■ **Task description**
Say how many lines in the following entries include "handed", and add nothing else.

Dataset entries:
****

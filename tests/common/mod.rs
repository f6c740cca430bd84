//! Shared in-memory test doubles for the pipeline seams: store, broker,
//! and scraper. Each mock tracks calls behind `Arc<Mutex<_>>` state so
//! tests can assert on side effects, and exposes failure knobs for the
//! infrastructure-failure paths.

use async_trait::async_trait;
use serde::de::DeserializeOwned;
use serde::Serialize;
use std::collections::{HashMap, HashSet, VecDeque};
use std::sync::{Arc, Mutex};
use std::time::Duration;

use crawlq::error::{PipelineError, Result};
use crawlq::messaging::{BrokerClient, Delivery};
use crawlq::models::VideoRecord;
use crawlq::scrape::{ScrapeOutcome, Scraper};
use crawlq::store::CrawlStore;

// ---------------------------------------------------------------------------
// MockStore
// ---------------------------------------------------------------------------

#[derive(Debug, Default)]
pub struct MockStoreState {
    /// url -> is_processed
    pub urls: HashMap<String, bool>,
    /// natural key -> latest upserted record
    pub records: HashMap<String, VideoRecord>,
    /// every batch handed to batch_insert_urls
    pub insert_batches: Vec<Vec<String>>,
    /// sizes of batches handed to batch_upsert_records
    pub upsert_batches: Vec<usize>,
    pub fail_inserts: bool,
    pub fail_upserts: bool,
}

#[derive(Debug, Clone, Default)]
pub struct MockStore {
    state: Arc<Mutex<MockStoreState>>,
}

impl MockStore {
    pub fn new() -> Self {
        Self::default()
    }

    pub fn with_failing_inserts(self) -> Self {
        self.state.lock().unwrap().fail_inserts = true;
        self
    }

    pub fn with_failing_upserts(self) -> Self {
        self.state.lock().unwrap().fail_upserts = true;
        self
    }

    /// Pre-seed a URL row
    pub fn seed_url(&self, url: &str, processed: bool) {
        self.state
            .lock()
            .unwrap()
            .urls
            .insert(url.to_string(), processed);
    }

    pub fn is_processed(&self, url: &str) -> bool {
        self.state
            .lock()
            .unwrap()
            .urls
            .get(url)
            .copied()
            .unwrap_or(false)
    }

    pub fn insert_batches(&self) -> Vec<Vec<String>> {
        self.state.lock().unwrap().insert_batches.clone()
    }

    pub fn upsert_batches(&self) -> Vec<usize> {
        self.state.lock().unwrap().upsert_batches.clone()
    }

    pub fn record_for(&self, key: &str) -> Option<VideoRecord> {
        self.state.lock().unwrap().records.get(key).cloned()
    }

    pub fn record_count(&self) -> usize {
        self.state.lock().unwrap().records.len()
    }
}

#[async_trait]
impl CrawlStore for MockStore {
    async fn exists_and_processed(&self, url: &str) -> Result<bool> {
        Ok(self.is_processed(url))
    }

    async fn filter_existing(&self, urls: &[String]) -> Result<HashSet<String>> {
        let state = self.state.lock().unwrap();
        Ok(urls
            .iter()
            .filter(|u| state.urls.contains_key(*u))
            .cloned()
            .collect())
    }

    async fn batch_insert_urls(&self, urls: &[String]) -> Result<u64> {
        let mut state = self.state.lock().unwrap();
        if state.fail_inserts {
            return Err(PipelineError::queue("mock-store", "insert", "injected failure"));
        }
        state.insert_batches.push(urls.to_vec());
        let mut inserted = 0;
        for url in urls {
            if !state.urls.contains_key(url) {
                state.urls.insert(url.clone(), false);
                inserted += 1;
            }
        }
        Ok(inserted)
    }

    async fn mark_processed(&self, url: &str) -> Result<bool> {
        let mut state = self.state.lock().unwrap();
        let known = state.urls.contains_key(url);
        state.urls.insert(url.to_string(), true);
        Ok(known)
    }

    async fn batch_upsert_records(&self, records: &[VideoRecord]) -> Result<u64> {
        let mut state = self.state.lock().unwrap();
        if state.fail_upserts {
            return Err(PipelineError::queue("mock-store", "upsert", "injected failure"));
        }
        state.upsert_batches.push(records.len());
        for record in records {
            state.records.insert(record.video_url.clone(), record.clone());
        }
        Ok(records.len() as u64)
    }
}

// ---------------------------------------------------------------------------
// MockBroker
// ---------------------------------------------------------------------------

#[derive(Debug, Default)]
pub struct MockBrokerState {
    pub queues: HashMap<String, VecDeque<(i64, serde_json::Value)>>,
    /// (queue, payload, delay) of every delayed publish, in order
    pub delayed_log: Vec<(String, serde_json::Value, Duration)>,
    pub acked: Vec<(String, i64)>,
    next_id: i64,
}

#[derive(Debug, Clone, Default)]
pub struct MockBroker {
    state: Arc<Mutex<MockBrokerState>>,
}

impl MockBroker {
    pub fn new() -> Self {
        Self::default()
    }

    pub fn queue_len(&self, queue: &str) -> usize {
        self.state
            .lock()
            .unwrap()
            .queues
            .get(queue)
            .map(VecDeque::len)
            .unwrap_or(0)
    }

    /// Pop the oldest message off a queue, decoded
    pub fn pop<T: DeserializeOwned>(&self, queue: &str) -> Option<T> {
        let mut state = self.state.lock().unwrap();
        let (_, payload) = state.queues.get_mut(queue)?.pop_front()?;
        Some(serde_json::from_value(payload).expect("mock payload should decode"))
    }

    /// Fetch without decoding, as a consumer loop would
    pub fn pop_delivery(&self, queue: &str) -> Option<Delivery> {
        let mut state = self.state.lock().unwrap();
        let (msg_id, payload) = state.queues.get_mut(queue)?.pop_front()?;
        Some(Delivery { msg_id, payload })
    }

    /// Every delayed publish that targeted `queue`, in order
    pub fn delayed_for(&self, queue: &str) -> Vec<(serde_json::Value, Duration)> {
        self.state
            .lock()
            .unwrap()
            .delayed_log
            .iter()
            .filter(|(q, _, _)| q == queue)
            .map(|(_, p, d)| (p.clone(), *d))
            .collect()
    }

    pub fn delayed_count(&self) -> usize {
        self.state.lock().unwrap().delayed_log.len()
    }

    fn enqueue(&self, queue: &str, payload: serde_json::Value) -> i64 {
        let mut state = self.state.lock().unwrap();
        state.next_id += 1;
        let id = state.next_id;
        state
            .queues
            .entry(queue.to_string())
            .or_default()
            .push_back((id, payload));
        id
    }
}

#[async_trait]
impl BrokerClient for MockBroker {
    async fn ensure_topology(&self) -> Result<()> {
        Ok(())
    }

    async fn publish<T: Serialize + Send + Sync>(&self, queue: &str, message: &T) -> Result<i64> {
        Ok(self.enqueue(queue, serde_json::to_value(message)?))
    }

    async fn publish_delayed<T: Serialize + Send + Sync>(
        &self,
        queue: &str,
        message: &T,
        delay: Duration,
    ) -> Result<i64> {
        let payload = serde_json::to_value(message)?;
        self.state
            .lock()
            .unwrap()
            .delayed_log
            .push((queue.to_string(), payload.clone(), delay));
        // delayed messages become visible immediately in tests
        Ok(self.enqueue(queue, payload))
    }

    async fn fetch_one(&self, queue: &str, _visibility_timeout_secs: i32) -> Result<Option<Delivery>> {
        Ok(self.pop_delivery(queue))
    }

    async fn ack(&self, queue: &str, msg_id: i64) -> Result<()> {
        self.state
            .lock()
            .unwrap()
            .acked
            .push((queue.to_string(), msg_id));
        Ok(())
    }
}

// ---------------------------------------------------------------------------
// MockScraper
// ---------------------------------------------------------------------------

enum ScriptedOutcome {
    Outcome(ScrapeOutcome),
    Error,
}

#[derive(Default)]
struct MockScraperState {
    scripts: HashMap<String, VecDeque<ScriptedOutcome>>,
    calls: Vec<String>,
}

/// Scraper returning scripted outcomes per URL; unscripted URLs scrape
/// empty (a failure from the dispatcher's point of view)
#[derive(Clone, Default)]
pub struct MockScraper {
    state: Arc<Mutex<MockScraperState>>,
}

impl MockScraper {
    pub fn new() -> Self {
        Self::default()
    }

    /// Next scrape of `url` yields these links
    pub fn script_links(&self, url: &str, links: &[&str]) {
        self.push(
            url,
            ScriptedOutcome::Outcome(ScrapeOutcome {
                internal_links: links.iter().map(|s| s.to_string()).collect(),
                record: None,
            }),
        );
    }

    /// Next scrape of `url` yields this record and no links
    pub fn script_record(&self, url: &str, record: VideoRecord) {
        self.push(
            url,
            ScriptedOutcome::Outcome(ScrapeOutcome {
                internal_links: Vec::new(),
                record: Some(record),
            }),
        );
    }

    /// Next scrape of `url` raises a network-style error
    pub fn script_error(&self, url: &str) {
        self.push(url, ScriptedOutcome::Error);
    }

    pub fn calls(&self) -> Vec<String> {
        self.state.lock().unwrap().calls.clone()
    }

    fn push(&self, url: &str, outcome: ScriptedOutcome) {
        self.state
            .lock()
            .unwrap()
            .scripts
            .entry(url.to_string())
            .or_default()
            .push_back(outcome);
    }
}

#[async_trait]
impl Scraper for MockScraper {
    async fn scrape(&self, url: &str) -> Result<ScrapeOutcome> {
        let mut state = self.state.lock().unwrap();
        state.calls.push(url.to_string());
        match state.scripts.get_mut(url).and_then(VecDeque::pop_front) {
            Some(ScriptedOutcome::Outcome(outcome)) => Ok(outcome),
            Some(ScriptedOutcome::Error) => Err(PipelineError::Scrape {
                url: url.to_string(),
                message: "injected network error".to_string(),
            }),
            None => Ok(ScrapeOutcome::default()),
        }
    }
}

/// A minimal record for upsert scenarios
pub fn record(key: &str, views: &str) -> VideoRecord {
    VideoRecord {
        video_url: key.to_string(),
        view_count: views.to_string(),
        like_count: "97%".to_string(),
        mp4_links: vec![format!("{key}/clip.mp4")],
        jpg_links: vec![format!("{key}/thumb.jpg")],
    }
}

/// Wrap a typed message as a broker delivery
pub fn delivery<T: Serialize>(msg_id: i64, message: &T) -> Delivery {
    Delivery {
        msg_id,
        payload: serde_json::to_value(message).expect("message should serialize"),
    }
}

****

■ **Reply to the exercise**
2